Difficile trovare i dispositivi

ROMA – Dopo l’ approvazione in Senato è scattato il 7 novembre 2019 l’ obbligo di montare sulle auto i dispositivi antiabbandono per i seggiolini. Il regolamento di attuazione dell’ articolo 172 del nuovo Codice della Strada specifica che l’ obbligo riguarda l’ installazione a bordo dei veicoli di un dispositivo di allarme: la sua funzione è quella di prevenire l’ abbandono dei bambini di età inferiore ai quattro anni. I dispositivi antiabbandono “potranno essere integrati all’ origine nel seggiolino, oppure una dotazione di base o un accessorio del veicolo, ricompreso nel fascicolo di omologazione dello stesso oppure un sistema indipendente dal seggiolino e dal veicolo”. Come al solito un provvedimento importante e utile per la sicurezza dei cittadini si è trasformato in un pasticcio – tra prodotti introvabili, incertezza su requisiti e multe, prezzi in costante crescita – a causa della fretta con cui è stata adottata la misura e della mancanza di informazioni alle famiglie. Proprio la fretta con cui è entrato in vigore l’ obbligo ha di fatto trovato il mercato e i consumatori del tutto impreparati; tanto che, in molte zone del Paese, questi prodotti sono assolutamente introvabili. La corsa all’ acquisto ha insomma prosciugato, letteralmente, l’ offerta originariamente prevista: ma in questo modo molti genitori, impossibilitati a reperireil prodotto, rimangono esposti al rischio di gravi sanzioni.
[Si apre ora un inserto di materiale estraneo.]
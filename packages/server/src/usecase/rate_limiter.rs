//! UseCase: 送信者ごとのレート制限
//!
//! ユーザー ID ごとに 1 秒の固定ウィンドウでメッセージ数を数える。
//! `game` と、ユーザー ID を持たない `viewer` は制限の対象外。
//! ID を特定できない送信者は拒否する。

use std::{collections::HashMap, sync::Arc};

use survivors_shared::time::Clock;
use tokio::sync::Mutex;

use crate::domain::{Role, UserId};

pub const WINDOW_MILLIS: i64 = 1000;

#[derive(Debug, Clone, Copy, PartialEq, Eq)]
struct RateLimitRecord {
    window_start: i64,
    count: u32,
}

/// レート制限のユースケース
pub struct RateLimiter {
    limit: u32,
    clock: Arc<dyn Clock>,
    records: Mutex<HashMap<UserId, RateLimitRecord>>,
}

impl RateLimiter {
    pub fn new(limit: u32, clock: Arc<dyn Clock>) -> Self {
        Self {
            limit,
            clock,
            records: Mutex::new(HashMap::new()),
        }
    }

    /// `true` when the message may pass.
    pub async fn check(&self, role: Option<&Role>, user_id: Option<&UserId>) -> bool {
        let user_id = match (role, user_id) {
            (Some(Role::Game), _) | (Some(Role::Viewer), None) => return true,
            (_, None) => return false,
            (_, Some(user_id)) => user_id,
        };

        let now = self.clock.now_millis();
        let mut records = self.records.lock().await;
        match records.get_mut(user_id) {
            None => {
                records.insert(
                    user_id.clone(),
                    RateLimitRecord {
                        window_start: now,
                        count: 1,
                    },
                );
                true
            }
            Some(record) if now - record.window_start < WINDOW_MILLIS => {
                record.count = record.count.saturating_add(1);
                record.count <= self.limit
            }
            Some(record) => {
                record.window_start = now;
                record.count = 1;
                true
            }
        }
    }

    /// Drop records whose window ended more than one window ago.
    ///
    /// Returns how many were removed.
    pub async fn prune_stale(&self) -> usize {
        let now = self.clock.now_millis();
        let mut records = self.records.lock().await;
        let before = records.len();
        records.retain(|_, record| now - record.window_start < 2 * WINDOW_MILLIS);
        before - records.len()
    }

    pub async fn tracked_senders(&self) -> usize {
        self.records.lock().await.len()
    }
}
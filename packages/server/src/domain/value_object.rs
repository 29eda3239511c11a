//! Value objects shared across the relay.

use std::fmt;

use serde::Serialize;
use thiserror::Error;

/// Display name used whenever a user's name cannot be resolved.
pub const UNKNOWN_DISPLAY_NAME: &str = "Unknown";

/// User id stamped on replies to requests that carried none.
pub const ANONYMOUS_USER_ID: &str = "anonymous";

#[derive(Debug, Clone, PartialEq, Eq, Error)]
pub enum ValueObjectError {
    #[error("user id must not be empty")]
    EmptyUserId,
}

/// Identifier of a viewer, as issued by the streaming platform.
#[derive(Debug, Clone, PartialEq, Eq, Hash, PartialOrd, Ord, Serialize)]
#[serde(transparent)]
pub struct UserId(String);

impl UserId {
    pub fn new(value: String) -> Result<Self, ValueObjectError> {
        if value.trim().is_empty() {
            return Err(ValueObjectError::EmptyUserId);
        }
        Ok(Self(value))
    }

    /// Stand-in for an anonymous viewer.
    pub fn anonymous() -> Self {
        Self(ANONYMOUS_USER_ID.to_string())
    }

    pub fn as_str(&self) -> &str {
        &self.0
    }

    pub fn into_string(self) -> String {
        self.0
    }
}

impl TryFrom<String> for UserId {
    type Error = ValueObjectError;

    fn try_from(value: String) -> Result<Self, Self::Error> {
        Self::new(value)
    }
}

impl TryFrom<&str> for UserId {
    type Error = ValueObjectError;

    fn try_from(value: &str) -> Result<Self, Self::Error> {
        Self::new(value.to_string())
    }
}

impl fmt::Display for UserId {
    fn fmt(&self, f: &mut fmt::Formatter<'_>) -> fmt::Result {
        f.write_str(&self.0)
    }
}

/// Role claimed by the sender of an inbound envelope.
///
/// Any string other than the three known roles is kept verbatim in
/// [`Role::Other`] and is treated like `extension` by the trust gate.
#[derive(Debug, Clone, PartialEq, Eq, Hash)]
pub enum Role {
    Game,
    Extension,
    Viewer,
    Other(String),
}

impl Role {
    pub fn parse(value: &str) -> Self {
        match value {
            "game" => Self::Game,
            "extension" => Self::Extension,
            "viewer" => Self::Viewer,
            other => Self::Other(other.to_string()),
        }
    }

    pub fn as_str(&self) -> &str {
        match self {
            Self::Game => "game",
            Self::Extension => "extension",
            Self::Viewer => "viewer",
            Self::Other(value) => value,
        }
    }

    /// Roles admitted by the trust gate without a token.
    pub fn is_trusted_without_token(&self) -> bool {
        matches!(self, Self::Game | Self::Viewer)
    }
}

impl fmt::Display for Role {
    fn fmt(&self, f: &mut fmt::Formatter<'_>) -> fmt::Result {
        f.write_str(self.as_str())
    }
}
Per quanto riguarda le sanzioni l’ art. 172 del Codice della strada prevede per chi trasporta un bambino fino a 4 anni senza seggiolino antiabbandono le seguenti sanzioni: multa da 81 a 326 euro; decurtazione di 5 punti dalla patente; sospensione della patente da 15 giorni a due mesi in caso di recidiva nel biennio. L’ Associazione ha deciso di intervenire e di mettere a disposizione degli interessati una Dichiarazione di esenzione da responsabilità in relazione al disposto di cui all’ art. 172, comma 1 bis del Codice della Strada: con questo strumento, i genitori iscritti al Codacons potranno contestare eventuali contravvenzioni ricevute, motivando l’ infrazione con l’ impossibilità di reperire il prodotto sul mercato – circostanza che rende nulla qualsiasi sanzione.